Saved entries
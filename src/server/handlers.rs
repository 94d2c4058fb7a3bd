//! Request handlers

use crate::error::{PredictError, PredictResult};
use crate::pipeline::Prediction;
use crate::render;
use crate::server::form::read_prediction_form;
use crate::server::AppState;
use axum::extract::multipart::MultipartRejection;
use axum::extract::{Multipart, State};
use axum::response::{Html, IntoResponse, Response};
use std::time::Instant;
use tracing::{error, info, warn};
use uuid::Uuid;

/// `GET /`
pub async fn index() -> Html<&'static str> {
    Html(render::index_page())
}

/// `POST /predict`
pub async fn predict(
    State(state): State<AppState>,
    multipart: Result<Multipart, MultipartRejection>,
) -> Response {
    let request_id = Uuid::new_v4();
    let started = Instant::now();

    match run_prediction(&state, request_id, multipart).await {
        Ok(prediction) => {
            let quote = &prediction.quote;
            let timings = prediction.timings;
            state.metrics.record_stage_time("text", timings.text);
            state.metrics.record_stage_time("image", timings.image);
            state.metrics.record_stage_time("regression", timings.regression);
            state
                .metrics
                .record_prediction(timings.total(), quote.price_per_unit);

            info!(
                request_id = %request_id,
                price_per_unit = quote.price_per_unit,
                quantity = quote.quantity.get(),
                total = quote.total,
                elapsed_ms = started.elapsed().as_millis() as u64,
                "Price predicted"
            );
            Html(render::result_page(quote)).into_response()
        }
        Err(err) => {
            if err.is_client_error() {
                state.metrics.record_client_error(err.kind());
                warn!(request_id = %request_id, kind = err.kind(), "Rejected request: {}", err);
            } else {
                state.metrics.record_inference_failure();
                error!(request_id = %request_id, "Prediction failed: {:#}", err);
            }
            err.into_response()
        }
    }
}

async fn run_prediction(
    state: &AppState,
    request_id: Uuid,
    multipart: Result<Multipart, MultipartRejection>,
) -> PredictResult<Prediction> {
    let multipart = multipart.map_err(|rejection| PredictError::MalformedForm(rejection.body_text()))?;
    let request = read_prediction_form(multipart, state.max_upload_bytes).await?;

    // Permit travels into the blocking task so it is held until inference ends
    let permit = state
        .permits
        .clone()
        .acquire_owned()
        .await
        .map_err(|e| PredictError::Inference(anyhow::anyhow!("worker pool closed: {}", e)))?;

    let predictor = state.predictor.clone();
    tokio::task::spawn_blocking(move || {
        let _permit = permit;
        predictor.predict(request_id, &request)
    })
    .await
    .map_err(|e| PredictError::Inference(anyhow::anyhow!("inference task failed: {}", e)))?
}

* * *

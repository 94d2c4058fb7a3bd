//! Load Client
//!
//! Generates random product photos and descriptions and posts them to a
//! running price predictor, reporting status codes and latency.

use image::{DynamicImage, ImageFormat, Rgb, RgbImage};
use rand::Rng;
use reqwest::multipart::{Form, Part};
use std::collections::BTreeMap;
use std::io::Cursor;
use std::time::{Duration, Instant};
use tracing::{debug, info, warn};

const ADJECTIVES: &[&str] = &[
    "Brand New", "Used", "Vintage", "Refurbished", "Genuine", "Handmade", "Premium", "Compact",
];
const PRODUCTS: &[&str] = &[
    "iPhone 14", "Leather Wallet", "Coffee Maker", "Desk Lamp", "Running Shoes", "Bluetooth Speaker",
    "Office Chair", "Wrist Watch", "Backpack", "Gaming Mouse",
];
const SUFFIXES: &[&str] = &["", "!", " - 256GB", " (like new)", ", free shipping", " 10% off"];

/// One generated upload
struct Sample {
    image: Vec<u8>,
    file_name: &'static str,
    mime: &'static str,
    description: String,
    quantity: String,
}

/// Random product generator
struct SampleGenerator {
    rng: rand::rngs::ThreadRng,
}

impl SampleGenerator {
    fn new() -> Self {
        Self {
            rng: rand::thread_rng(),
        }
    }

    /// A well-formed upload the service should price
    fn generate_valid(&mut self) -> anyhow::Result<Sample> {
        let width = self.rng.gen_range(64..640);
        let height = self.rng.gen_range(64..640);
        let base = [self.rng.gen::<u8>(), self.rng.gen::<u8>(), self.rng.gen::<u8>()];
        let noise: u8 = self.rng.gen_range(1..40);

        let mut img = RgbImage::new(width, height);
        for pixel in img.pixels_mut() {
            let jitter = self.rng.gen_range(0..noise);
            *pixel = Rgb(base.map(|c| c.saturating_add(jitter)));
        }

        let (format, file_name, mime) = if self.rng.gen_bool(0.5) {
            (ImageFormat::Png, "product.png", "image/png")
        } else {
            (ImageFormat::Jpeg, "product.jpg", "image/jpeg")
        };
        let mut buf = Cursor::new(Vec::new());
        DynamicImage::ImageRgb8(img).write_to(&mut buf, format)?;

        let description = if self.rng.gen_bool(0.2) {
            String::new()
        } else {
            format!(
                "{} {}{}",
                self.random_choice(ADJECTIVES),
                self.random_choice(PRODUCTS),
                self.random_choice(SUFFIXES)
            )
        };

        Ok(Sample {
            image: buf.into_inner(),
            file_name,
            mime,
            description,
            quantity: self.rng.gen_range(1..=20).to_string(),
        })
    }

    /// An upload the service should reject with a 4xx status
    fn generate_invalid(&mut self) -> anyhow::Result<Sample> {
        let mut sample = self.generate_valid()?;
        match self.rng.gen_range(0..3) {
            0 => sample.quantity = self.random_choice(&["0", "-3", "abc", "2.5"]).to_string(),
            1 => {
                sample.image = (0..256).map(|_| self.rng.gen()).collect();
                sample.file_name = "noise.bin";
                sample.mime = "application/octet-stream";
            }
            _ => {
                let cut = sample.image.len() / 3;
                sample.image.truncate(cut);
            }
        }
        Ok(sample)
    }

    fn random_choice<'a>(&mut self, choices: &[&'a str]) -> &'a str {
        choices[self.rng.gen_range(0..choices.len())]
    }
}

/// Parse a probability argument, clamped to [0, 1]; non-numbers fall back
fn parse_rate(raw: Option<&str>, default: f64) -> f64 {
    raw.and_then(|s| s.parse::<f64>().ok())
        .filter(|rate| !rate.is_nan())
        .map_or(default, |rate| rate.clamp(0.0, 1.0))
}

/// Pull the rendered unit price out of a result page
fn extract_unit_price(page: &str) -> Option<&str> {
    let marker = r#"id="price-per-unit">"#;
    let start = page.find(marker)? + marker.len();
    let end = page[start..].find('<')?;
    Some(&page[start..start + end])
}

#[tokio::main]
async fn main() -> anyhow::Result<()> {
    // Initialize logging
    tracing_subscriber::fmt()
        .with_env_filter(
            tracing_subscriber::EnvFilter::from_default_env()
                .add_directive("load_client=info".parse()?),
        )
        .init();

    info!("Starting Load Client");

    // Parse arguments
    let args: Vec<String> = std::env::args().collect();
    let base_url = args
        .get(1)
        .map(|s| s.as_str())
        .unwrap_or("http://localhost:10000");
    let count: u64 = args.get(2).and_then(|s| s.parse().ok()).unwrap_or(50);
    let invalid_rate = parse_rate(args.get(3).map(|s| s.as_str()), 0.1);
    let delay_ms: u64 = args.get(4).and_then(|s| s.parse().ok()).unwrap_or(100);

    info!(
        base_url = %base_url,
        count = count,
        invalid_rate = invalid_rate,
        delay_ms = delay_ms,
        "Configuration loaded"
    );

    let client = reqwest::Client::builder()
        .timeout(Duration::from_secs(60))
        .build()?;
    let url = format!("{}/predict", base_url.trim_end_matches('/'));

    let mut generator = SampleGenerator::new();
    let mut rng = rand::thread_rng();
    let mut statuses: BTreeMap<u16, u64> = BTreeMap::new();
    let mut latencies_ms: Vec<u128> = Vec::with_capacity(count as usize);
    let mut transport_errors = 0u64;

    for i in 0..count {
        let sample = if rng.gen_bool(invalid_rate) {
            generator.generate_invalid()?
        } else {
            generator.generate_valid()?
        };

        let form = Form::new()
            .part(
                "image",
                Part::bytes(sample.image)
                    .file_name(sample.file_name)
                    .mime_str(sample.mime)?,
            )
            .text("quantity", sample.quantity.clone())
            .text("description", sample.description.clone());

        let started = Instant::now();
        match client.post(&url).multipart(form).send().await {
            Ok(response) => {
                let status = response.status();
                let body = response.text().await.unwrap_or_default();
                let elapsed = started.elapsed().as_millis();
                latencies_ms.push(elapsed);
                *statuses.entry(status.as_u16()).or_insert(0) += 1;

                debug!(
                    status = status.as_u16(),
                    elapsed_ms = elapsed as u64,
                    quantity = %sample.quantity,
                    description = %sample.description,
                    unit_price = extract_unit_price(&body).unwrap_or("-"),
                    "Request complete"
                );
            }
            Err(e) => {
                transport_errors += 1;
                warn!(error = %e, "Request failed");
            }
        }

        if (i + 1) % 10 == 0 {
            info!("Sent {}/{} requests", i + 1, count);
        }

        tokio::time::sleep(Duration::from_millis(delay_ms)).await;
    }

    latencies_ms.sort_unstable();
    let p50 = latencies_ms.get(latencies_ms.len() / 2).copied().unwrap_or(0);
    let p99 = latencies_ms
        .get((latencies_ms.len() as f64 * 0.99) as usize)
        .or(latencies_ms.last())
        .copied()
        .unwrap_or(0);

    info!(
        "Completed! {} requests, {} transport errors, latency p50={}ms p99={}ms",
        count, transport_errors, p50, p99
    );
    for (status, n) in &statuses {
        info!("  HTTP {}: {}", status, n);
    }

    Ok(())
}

Task prompt -> Look above for the line holding "filename src/server/handlers.rs". Print it and every line after it, exactly, through the line holding "let timings = prediction.timings;".

Answer to the exercise ->
filename src/server/handlers.rs
repository 94d2c4058fb7a3bd
//! Request handlers

use crate::error::{PredictError, PredictResult};
use crate::pipeline::Prediction;
use crate::render;
use crate::server::form::read_prediction_form;
use crate::server::AppState;
use axum::extract::multipart::MultipartRejection;
use axum::extract::{Multipart, State};
use axum::response::{Html, IntoResponse, Response};
use std::time::Instant;
use tracing::{error, info, warn};
use uuid::Uuid;

/// `GET /`
pub async fn index() -> Html<&'static str> {
    Html(render::index_page())
}

/// `POST /predict`
pub async fn predict(
    State(state): State<AppState>,
    multipart: Result<Multipart, MultipartRejection>,
) -> Response {
    let request_id = Uuid::new_v4();
    let started = Instant::now();

    match run_prediction(&state, request_id, multipart).await {
        Ok(prediction) => {
            let quote = &prediction.quote;
            let timings = prediction.timings;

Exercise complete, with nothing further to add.